En España, la gente tiene joyas de oro.
In Spain, people have gold jewelry.
Es una tradición.
It's a tradition.
And that's not trivial economically.
During the 2008 crisis, those pop-up shops that bought gold from people, Cash for Gold places, they did extraordinary business in Spain.
People were melting down their grandmothers' earrings to pay the mortgage.
That's what a financial crisis looks like at the household level.
Sí.
Yes.
Mi madre vende unos pendientes en 2009.
My mother sells some earrings in 2009.
Yo recuerdo.
I remember.
That detail lands.
And it's exactly the kind of thing that gets lost when we talk about gold as an abstract financial instrument.
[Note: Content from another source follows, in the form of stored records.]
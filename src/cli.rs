//! Interface de linha de comando do RAGTRACK baseada em clap.
//!
//! Define a struct [`Cli`] com subcomandos [`Command`] (search, submit,
//! history, export, report, demo) e flags globais (--roster, --verbose).

use clap::{Parser, Subcommand, ValueEnum};

use crate::audit::RagStatus;

/// RAGTRACK — Acompanhamento de status RAG com trilha de auditoria e escalonamento.
#[derive(Debug, Parser)]
#[command(name = "ragtrack", version, about)]
pub struct Cli {
    #[command(subcommand)]
    pub command: Command,

    /// Caminho do arquivo CSV do roster de funcionários.
    #[arg(long, global = true, default_value = "roster.csv")]
    pub roster: String,

    /// Habilita saída detalhada (verbose).
    #[arg(long, short, global = true, default_value_t = false)]
    pub verbose: bool,
}

/// Status RAG aceito pela CLI, mapeado para [`RagStatus`] internamente.
#[derive(Debug, Clone, Copy, ValueEnum)]
pub enum StatusArg {
    /// Situação crítica; dispara escalonamento.
    Red,
    /// Situação de atenção.
    Amber,
    /// Situação normal.
    Green,
}

impl From<StatusArg> for RagStatus {
    fn from(arg: StatusArg) -> Self {
        match arg {
            StatusArg::Red => RagStatus::Red,
            StatusArg::Amber => RagStatus::Amber,
            StatusArg::Green => RagStatus::Green,
        }
    }
}

#[derive(Debug, Subcommand)]
pub enum Command {
    /// Busca funcionários por nome ou ID.
    Search {
        /// Texto de busca (vazio lista o roster inteiro).
        #[arg(default_value = "")]
        query: String,
    },

    /// Registra um status RAG para um funcionário.
    Submit {
        /// Busca que identifica o funcionário alvo.
        query: String,

        /// Status RAG a registrar.
        #[arg(long, value_enum)]
        status: StatusArg,

        /// Comentário obrigatório sobre o status.
        #[arg(long)]
        comment: String,

        /// Usa o primeiro resultado quando a busca é ambígua.
        #[arg(long, default_value_t = false)]
        use_first: bool,
    },

    /// Mostra a trilha de auditoria completa.
    History,

    /// Exporta a trilha de auditoria como JSON.
    Export {
        /// Arquivo de saída.
        #[arg(long, default_value = "rag_audit_export.json")]
        out: String,
    },

    /// Gera um relatório CSV do roster (filtrado quando a busca casa).
    Report {
        /// Filtro opcional por nome ou ID.
        #[arg(default_value = "")]
        query: String,

        /// Arquivo de saída.
        #[arg(long, default_value = "employee_report.csv")]
        out: String,
    },

    /// Executa a demonstração embutida do pipeline de submissão.
    Demo,
}

#[cfg(test)]
mod tests {
    use super::*;
    use clap::CommandFactory;

    #[test]
    fn cli_parses_search_subcommand() {
        let cli = Cli::parse_from(["ragtrack", "search", "john"]);
        match cli.command {
            Command::Search { query } => assert_eq!(query, "john"),
            _ => panic!("expected Search command"),
        }
    }

    #[test]
    fn cli_parses_submit_with_flags() {
        let cli = Cli::parse_from([
            "ragtrack",
            "submit",
            "John Doe",
            "--status",
            "red",
            "--comment",
            "needs support",
            "--use-first",
        ]);
        match cli.command {
            Command::Submit {
                query,
                status,
                comment,
                use_first,
            } => {
                assert_eq!(query, "John Doe");
                assert!(matches!(status, StatusArg::Red));
                assert_eq!(comment, "needs support");
                assert!(use_first);
            }
            _ => panic!("expected Submit command"),
        }
    }

    #[test]
    fn cli_parses_global_flags() {
        let cli = Cli::parse_from(["ragtrack", "--roster", "team.csv", "--verbose", "history"]);
        assert!(cli.verbose);
        assert_eq!(cli.roster, "team.csv");
        assert!(matches!(cli.command, Command::History));
    }

    #[test]
    fn status_arg_maps_to_rag_status() {
        assert_eq!(RagStatus::from(StatusArg::Red), RagStatus::Red);
        assert_eq!(RagStatus::from(StatusArg::Amber), RagStatus::Amber);
        assert_eq!(RagStatus::from(StatusArg::Green), RagStatus::Green);
    }

    #[test]
    fn cli_verify() {
        Cli::command().debug_assert();
    }
}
Behind every ounce traded on the Chicago Mercantile Exchange, there are real people making real decisions.
Your mother's earrings and a hedge fund manager's ETF are, at some level, the same bet.
La misma apuesta.
The same bet.
Me gusta eso.
I like that.
So looking forward, if the Iran deal actually closes, the conventional wisdom is gold pulls back somewhat.
Risk assets, meaning stocks and higher-yield bonds, get more attractive when the world feels safer.
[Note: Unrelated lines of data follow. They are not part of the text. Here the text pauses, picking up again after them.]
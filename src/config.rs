//! Configuração do RAGTRACK carregada a partir de `ragtrack.toml`.
//!
//! A struct [`RagtrackConfig`] contém todos os parâmetros configuráveis.
//! Valores não presentes no arquivo usam defaults sensíveis.
//! A variável de ambiente `RAGTRACK_WEBHOOK_URL` tem precedência sobre o arquivo.

use anyhow::Result;
use serde::Deserialize;
use std::path::Path;

/// Configuração de nível superior carregada de `ragtrack.toml`.
#[derive(Debug, Clone, Deserialize)]
pub struct RagtrackConfig {
    /// Domínio de e-mail organizacional usado para derivar o endereço do gerente.
    #[serde(default = "default_mail_domain")]
    pub mail_domain: String,

    /// Endereço fixo do RH.
    #[serde(default = "default_hr_mail")]
    pub hr_mail: String,

    /// Endereço fixo do gerente de RH.
    #[serde(default = "default_hr_manager_mail")]
    pub hr_manager_mail: String,

    /// Endereço fixo do chefe de RH.
    #[serde(default = "default_hr_head_mail")]
    pub hr_head_mail: String,

    /// Caminho do log de auditoria (JSON lines).
    #[serde(default = "default_audit_path")]
    pub audit_path: String,

    /// Número máximo de entregas de notificação em paralelo.
    #[serde(default = "default_dispatch_workers")]
    pub dispatch_workers: usize,

    /// Tempo limite por destinatário, em milissegundos.
    #[serde(default = "default_dispatch_timeout_ms")]
    pub dispatch_timeout_ms: u64,

    /// URL do webhook de notificação. Vazio usa entrega simulada no console.
    #[serde(default)]
    pub webhook_url: String,
}

// Valor padrão para o domínio de e-mail: "company.com".
fn default_mail_domain() -> String {
    "company.com".to_string()
}

fn default_hr_mail() -> String {
    "hr@company.com".to_string()
}

fn default_hr_manager_mail() -> String {
    "hrmanager@company.com".to_string()
}

fn default_hr_head_mail() -> String {
    "hrhead@company.com".to_string()
}

// Valor padrão para o caminho do log de auditoria.
fn default_audit_path() -> String {
    "rag_audit.jsonl".to_string()
}

// Valor padrão para entregas em paralelo: 4.
fn default_dispatch_workers() -> usize {
    4
}

// Valor padrão para o tempo limite por destinatário: 5000ms.
fn default_dispatch_timeout_ms() -> u64 {
    5000
}

impl Default for RagtrackConfig {
    fn default() -> Self {
        Self {
            mail_domain: default_mail_domain(),
            hr_mail: default_hr_mail(),
            hr_manager_mail: default_hr_manager_mail(),
            hr_head_mail: default_hr_head_mail(),
            audit_path: default_audit_path(),
            dispatch_workers: default_dispatch_workers(),
            dispatch_timeout_ms: default_dispatch_timeout_ms(),
            webhook_url: String::new(),
        }
    }
}

impl RagtrackConfig {
    /// Carrega a configuração de `ragtrack.toml` no diretório atual.
    /// Usa valores padrão se o arquivo não existir.
    pub fn load() -> Result<Self> {
        Self::load_from(Path::new("ragtrack.toml"))
    }

    /// Carrega a configuração de um caminho específico.
    pub fn load_from(path: &Path) -> Result<Self> {
        let mut config = if path.exists() {
            let contents = std::fs::read_to_string(path)?;
            toml::from_str::<RagtrackConfig>(&contents)?
        } else {
            Self::default()
        };

        // Variável de ambiente tem precedência sobre o arquivo de configuração para o webhook.
        if let Ok(url) = std::env::var("RAGTRACK_WEBHOOK_URL")
            && !url.is_empty()
        {
            config.webhook_url = url;
        }

        Ok(config)
    }
}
But we're also in a period where central bank gold buying is at multi-decade highs, led by China and several emerging markets.
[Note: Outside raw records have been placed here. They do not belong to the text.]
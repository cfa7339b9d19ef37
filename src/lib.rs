pub mod config;
pub mod error;
pub mod explain;
pub mod presentation;
pub mod profile;
pub mod scoring;

pub use config::MatchConfig;
pub use error::MatchError;
pub use presentation::{match_color, match_description, MatchTier};
pub use profile::{GameProfile, GenreEntry, PlatformEntry, UserProfile, UserStats};
pub use scoring::{MatchBreakdown, MatchEngine, MatchReport, MatchWeights, SubScores};

/// Match percentage for a user/game pair using the default weight table.
///
/// `None` when either side is missing or the pair cannot be scored.
pub async fn calculate_match(user: Option<&UserProfile>, game: Option<&GameProfile>) -> Option<u8> {
    MatchEngine::default().calculate_match(user, game).await
}

/// Up to three reasons explaining `match_score`, using the default thresholds.
pub fn match_reasons(
    user: Option<&UserProfile>,
    game: Option<&GameProfile>,
    match_score: Option<f64>,
) -> Vec<String> {
    explain::match_reasons_with(&MatchConfig::default(), user, game, match_score)
}

pub fn format_score(score: Option<u8>) -> String {
    match score {
        Some(score) => format!("{}%", score),
        None => "--".to_string(),
    }
}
Countries that don't trust the dollar-based system are quietly stacking gold.
That floor doesn't go away with one peace deal.
China compra mucho oro.
China buys a lot of gold.
Mucho, mucho.
A lot, a lot.
China has been the world's largest gold producer and among its largest buyers for years.
There's a geopolitical logic there that's worth naming: if you're worried that the U.S.
might sanction you, freeze your dollar reserves, cut you off from the SWIFT banking system, which happened to Russia in 2022, gold starts looking very attractive because nobody can freeze a bar of metal sitting in your vault.
El oro es poder.
Gold is power.
Siempre es poder.
It's always power.
Full circle from where we started.
Spain pulled it out of the Americas.
The Republic shipped it to Moscow.
The U.S.
vaults it in Kentucky.
China stacks it in Beijing.
The metal itself doesn't change.
The power around it shifts constantly.
And this week, one news report about a one-page memo between Washington and Tehran moved the price.
That's how tightly the whole thing is wired.
Oye, Fletcher.
Hey, Fletcher.
Tú dices 'apuesta' mucho hoy.
You say 'bet' a lot today.
I suppose I did.
Come to think of it, you used the word 'concreto' earlier, and that actually caught my attention.
Because in English, concrete means a construction material, but you were using it to mean something tangible or real.
Is that a common use in Spanish?
Sí.
Yes.
'Concreto' es real, específico.
'Concreto' means real, specific.
No abstracto.
Not abstract.
So when you say 'el oro es concreto', you're not saying gold is made of concrete, you're saying it's a real, physical, specific thing as opposed to something theoretical.
Which, now that I think about it, is also how English uses 'concrete' in phrases like 'a concrete plan' or 'concrete evidence'.
We just forget it can mean that because we also have the sidewalk material.
'Concreto' en español no es cemento.
'Concreto' in Spanish is not cement.
Cemento es diferente.
Cement is different.
Right, in Spanish the building material is 'hormigón' or 'cemento', not 'concreto'.
So if I'd confidently walked into a building site in Madrid and asked about the 'concreto', I'd have sounded completely strange.
Sí.
Yes.
Muy raro.
Very strange.
Como siempre.
Like always.
Like always.
At least this time I didn't tell anyone I was pregnant.
So: concreto in Spanish means real, tangible, specific.
Not the sidewalk.
Keep that one.
It's useful, and it came up in the most natural possible context today, which is gold, the most concrete thing in finance.